The recommendations suggest heightened obligations towards children. In this light, the provisions concerning data fiduciaries engaged in collecting personal data of children below 18 include fiduciaries offering services primarily to children and social media services. Barred practices such as behavioral monitoring, tracking, targeted ads, or any processing not in a child’s best interests are prohibited; appropriate age verification mechanisms and parental consent must be taken before any data collection. But this provision doesn’t provide with the course of action when child aged 13 creates an account on Facebook using fake documentation and without any parental consent. How does one safeguard his rights then –simple, one cannot.
In addition, the clauses that mentioned ‘guardian data fiduciaries’ and ‘exempted data fiduciaries’ were earlier amended to include all ‘data fiduciaries’, which meant that while dealing with the data of children, the data processors have to carry out their work with the utmost caution. However, the DP Bill 2021was only applicable to entities incorporated in India or persons who are residents of India. The question that arises here is – what happens when a company engaged in the collection of data of Indians is registered in another jurisdiction? Or where such processing takes place in the cloud? Such questions were not answered and were left for judicial interpretation if needed.
Conclusion:
The future legislation should be more comprehensive and inclusive of vital digital privacy rules that suit current and future concerns. In this view, the numerous laws providing contradictory information on the subject are problematic, and a uniform age for children is essential. In the author’s opinion, this is a matter of desperate attention – since more children, young adults, and adults rely on online education platforms and digital entertainment. A provision must also be included regarding enterprises outside India operating through the cloud. India must buckle down and acknowledge that proper limits are needed to guarantee internet safety and prevent it from being exploited.

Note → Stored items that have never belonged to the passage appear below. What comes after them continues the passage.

// src/config/digest.rs
use anyhow::{anyhow, bail, Context, Result};
use chrono_tz::Tz;
use serde::Deserialize;
use std::path::{Path, PathBuf};
use std::time::Duration;
use std::{env, fs};

use crate::ingest::collector::ScrollBudget;
use crate::retry::RetryPolicy;

// --- env defaults & names ---
pub const DEFAULT_DIGEST_CONFIG_PATH: &str = "config/digest.toml";
pub const ENV_DIGEST_CONFIG_PATH: &str = "DIGEST_CONFIG_PATH";
/// `DIGEST_TEST_MODE=mock` forces the offline mock backend.
pub const ENV_TEST_MODE: &str = "DIGEST_TEST_MODE";

const DEFAULT_UA: &str = "Mozilla/5.0 (Windows NT 10.0; Win64; x64) \
AppleWebKit/537.36 (KHTML, like Gecko) Chrome/124.0 Safari/537.36";

#[derive(Debug, Clone, Default, Deserialize)]
#[serde(default)]
pub struct DigestConfig {
    pub timeline: TimelineSection,
    pub browser: BrowserSection,
    pub output: OutputSection,
    pub summary: SummarySection,
}

#[derive(Debug, Clone, Deserialize)]
#[serde(default)]
pub struct TimelineSection {
    pub account: String,
    pub lookback_hours: u32,
    pub cookies_path: PathBuf,
}

impl Default for TimelineSection {
    fn default() -> Self {
        Self {
            account: "financialjuice".to_string(),
            lookback_hours: 24,
            cookies_path: PathBuf::from("x_cookies.json"),
        }
    }
}

#[derive(Debug, Clone, Copy, PartialEq, Eq, Deserialize)]
#[serde(rename_all = "lowercase")]
pub enum Driver {
    Chromium,
    Fixture,
}

#[derive(Debug, Clone, Deserialize)]
#[serde(default)]
pub struct BrowserSection {
    pub driver: Driver,
    /// JSON array of posts, read when `driver = "fixture"`.
    pub fixture_path: Option<PathBuf>,
    pub headless: bool,
    pub user_agent: String,
    pub chrome_path: Option<PathBuf>,
    pub max_scrolls: u32,
    pub scroll_wait_ms: u64,
    pub nav_timeout_secs: u64,
    pub max_fetch_secs: u64,
    pub safety_margin_minutes: u32,
    pub stall_limit: u32,
    pub max_attempts: u8,
    pub base_backoff_ms: u64,
}

impl Default for BrowserSection {
    fn default() -> Self {
        Self {
            driver: Driver::Chromium,
            fixture_path: None,
            headless: true,
            user_agent: DEFAULT_UA.to_string(),
            chrome_path: None,
            max_scrolls: 80,
            scroll_wait_ms: 1_600,
            nav_timeout_secs: 90,
            max_fetch_secs: 300,
            safety_margin_minutes: 30,
            stall_limit: 5,
            max_attempts: 3,
            base_backoff_ms: 1_000,
        }
    }
}

impl BrowserSection {
    pub fn scroll_budget(&self) -> ScrollBudget {
        ScrollBudget {
            max_scrolls: self.max_scrolls,
            max_duration: Duration::from_secs(self.max_fetch_secs),
            safety_margin: chrono::Duration::minutes(i64::from(self.safety_margin_minutes)),
            stall_limit: self.stall_limit.max(1),
        }
    }

    pub fn retry_policy(&self) -> RetryPolicy {
        RetryPolicy::new(self.max_attempts, self.base_backoff_ms)
    }
}

#[derive(Debug, Clone, Deserialize)]
#[serde(default)]
pub struct OutputSection {
    /// IANA name of the reporting timezone.
    pub timezone: String,
    pub artifact_path: PathBuf,
    pub report_path: PathBuf,
}

impl Default for OutputSection {
    fn default() -> Self {
        Self {
            timezone: "Europe/Zurich".to_string(),
            artifact_path: PathBuf::from("timeline_last_hours.txt"),
            report_path: PathBuf::from("summary.md"),
        }
    }
}

impl OutputSection {
    pub fn tz(&self) -> Result<Tz> {
        self.timezone
            .parse::<Tz>()
            .map_err(|e| anyhow!("unknown timezone {:?}: {e}", self.timezone))
    }
}

#[derive(Debug, Clone, Copy, PartialEq, Eq, Deserialize)]
#[serde(rename_all = "lowercase")]
pub enum Provider {
    Gemini,
    #[serde(alias = "open_ai")]
    OpenAi,
    Mock,
}

impl Provider {
    fn default_model(self) -> &'static str {
        match self {
            Provider::Gemini => "gemini-1.5-flash",
            Provider::OpenAi => "gpt-4o-mini",
            Provider::Mock => "mock",
        }
    }

    fn key_env(self) -> Option<&'static str> {
        match self {
            Provider::Gemini => Some("GOOGLE_API_KEY"),
            Provider::OpenAi => Some("OPENAI_API_KEY"),
            Provider::Mock => None,
        }
    }
}

#[derive(Debug, Clone, Copy, PartialEq, Eq, Deserialize)]
#[serde(rename_all = "lowercase")]
pub enum Strategy {
    /// One call over the (possibly truncated) artifact.
    Single,
    /// Summarize fixed-size chunks, then merge the partial summaries.
    Chunked,
}

#[derive(Debug, Clone, Deserialize)]
#[serde(default)]
pub struct SummarySection {
    pub provider: Provider,
    pub model: Option<String>,
    /// "ENV" means: read GOOGLE_API_KEY / OPENAI_API_KEY (by provider).
    pub api_key: String,
    pub strategy: Strategy,
    pub max_body_chars: usize,
    pub chunk_chars: usize,
    pub max_attempts: u8,
    pub base_backoff_ms: u64,
    pub timeout_secs: u64,
    pub max_output_tokens: u32,
    pub max_continuations: u8,
    pub template_path: Option<PathBuf>,
    pub group_by_country: bool,
    pub latest_only: bool,
}

impl Default for SummarySection {
    fn default() -> Self {
        Self {
            provider: Provider::Gemini,
            model: None,
            api_key: "ENV".to_string(),
            strategy: Strategy::Single,
            max_body_chars: 30_000,
            chunk_chars: 15_000,
            max_attempts: 3,
            base_backoff_ms: 500,
            timeout_secs: 60,
            max_output_tokens: 4_096,
            max_continuations: 2,
            template_path: None,
            group_by_country: true,
            latest_only: false,
        }
    }
}

impl SummarySection {
    /// Provider after applying `DIGEST_TEST_MODE`.
    pub fn effective_provider(&self) -> Provider {
        if env::var(ENV_TEST_MODE).map(|v| v == "mock").unwrap_or(false) {
            Provider::Mock
        } else {
            self.provider
        }
    }

    pub fn model(&self) -> String {
        self.model
            .clone()
            .unwrap_or_else(|| self.effective_provider().default_model().to_string())
    }

    /// `None` when no key is configured; the summary stage turns that into
    /// an auth failure instead of failing config load.
    pub fn resolve_api_key(&self) -> Option<String> {
        let provider = self.effective_provider();
        let raw = self.api_key.trim();
        if provider == Provider::Mock {
            return Some("mock".to_string());
        }
        if raw.eq_ignore_ascii_case("env") {
            return provider
                .key_env()
                .and_then(|k| env::var(k).ok())
                .map(|k| k.trim().to_string())
                .filter(|k| !k.is_empty());
        }
        (!raw.is_empty()).then(|| raw.to_string())
    }

    pub fn retry_policy(&self) -> RetryPolicy {
        RetryPolicy::new(self.max_attempts, self.base_backoff_ms)
    }

    /// External template if configured, else `None` (built-in template).
    pub fn load_template(&self) -> Result<Option<String>> {
        match &self.template_path {
            Some(p) => fs::read_to_string(p)
                .with_context(|| format!("reading prompt template {}", p.display()))
                .map(Some),
            None => Ok(None),
        }
    }
}

impl DigestConfig {
    pub fn load_from_file<P: AsRef<Path>>(path: P) -> Result<Self> {
        let path = path.as_ref();
        let data = fs::read_to_string(path)
            .with_context(|| format!("reading config from {}", path.display()))?;
        let mut cfg: DigestConfig =
            toml::from_str(&data).with_context(|| format!("parsing {}", path.display()))?;
        cfg.timeline.account = cfg.timeline.account.trim().trim_start_matches('@').to_string();
        cfg.validate()?;
        Ok(cfg)
    }

    /// Load config using env var + fallbacks:
    /// 1) $DIGEST_CONFIG_PATH
    /// 2) config/digest.toml
    /// 3) built-in defaults
    pub fn load_default() -> Result<Self> {
        if let Ok(p) = env::var(ENV_DIGEST_CONFIG_PATH) {
            let pb = PathBuf::from(p);
            if pb.exists() {
                return Self::load_from_file(&pb);
            }
            bail!("{ENV_DIGEST_CONFIG_PATH} points to non-existent path {}", pb.display());
        }
        let default = PathBuf::from(DEFAULT_DIGEST_CONFIG_PATH);
        if default.exists() {
            return Self::load_from_file(&default);
        }
        let cfg = Self::default();
        cfg.validate()?;
        Ok(cfg)
    }

    pub fn validate(&self) -> Result<()> {
        if self.timeline.account.is_empty() {
            bail!("timeline.account must not be empty");
        }
        if self.timeline.lookback_hours == 0 {
            bail!("timeline.lookback_hours must be a positive number of hours");
        }
        self.output.tz()?;
        if self.browser.driver == Driver::Fixture && self.browser.fixture_path.is_none() {
            bail!("browser.fixture_path is required when browser.driver = \"fixture\"");
        }
        if self.browser.max_scrolls == 0 || self.browser.nav_timeout_secs == 0 {
            bail!("browser.max_scrolls and browser.nav_timeout_secs must be positive");
        }
        if self.summary.max_body_chars == 0 || self.summary.chunk_chars == 0 {
            bail!("summary.max_body_chars and summary.chunk_chars must be positive");
        }
        if self.browser.scroll_wait_ms == 0 || self.browser.max_fetch_secs == 0 {
            bail!("browser.scroll_wait_ms and browser.max_fetch_secs must be positive");
        }
        if self.browser.max_attempts == 0 || self.summary.max_attempts == 0 {
            bail!("browser.max_attempts and summary.max_attempts must be at least 1");
        }
        if self.summary.timeout_secs == 0 || self.summary.max_output_tokens == 0 {
            bail!("summary.timeout_secs and summary.max_output_tokens must be positive");
        }
        Ok(())
    }
}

However, these are all empty and hollow promises of a better draft. In the author’s opinion, there was no need to discard the DP Bill 2021– the changes suggested were not so prominent. If this happens, how can one develop a better draft in a few months when the previous draft took three years and still failed? The regulation of data and sensitive personal data without any legally binding rules applicable to ensure its protection is inadequate to meet the technological advancements of the present times. There is an urgent need for consistent data protection and privacy legislation to be implemented to ensure that the data of individuals, especially children, is not exploited.
[1] Children’s Online Privacy Protection Act, 15 (1998) Page 6501.
[2] General Data Protection Bill, 679 (2016).
[3]Report of the Joint Committee on the DP Bill, Page 72, 08 December 2021.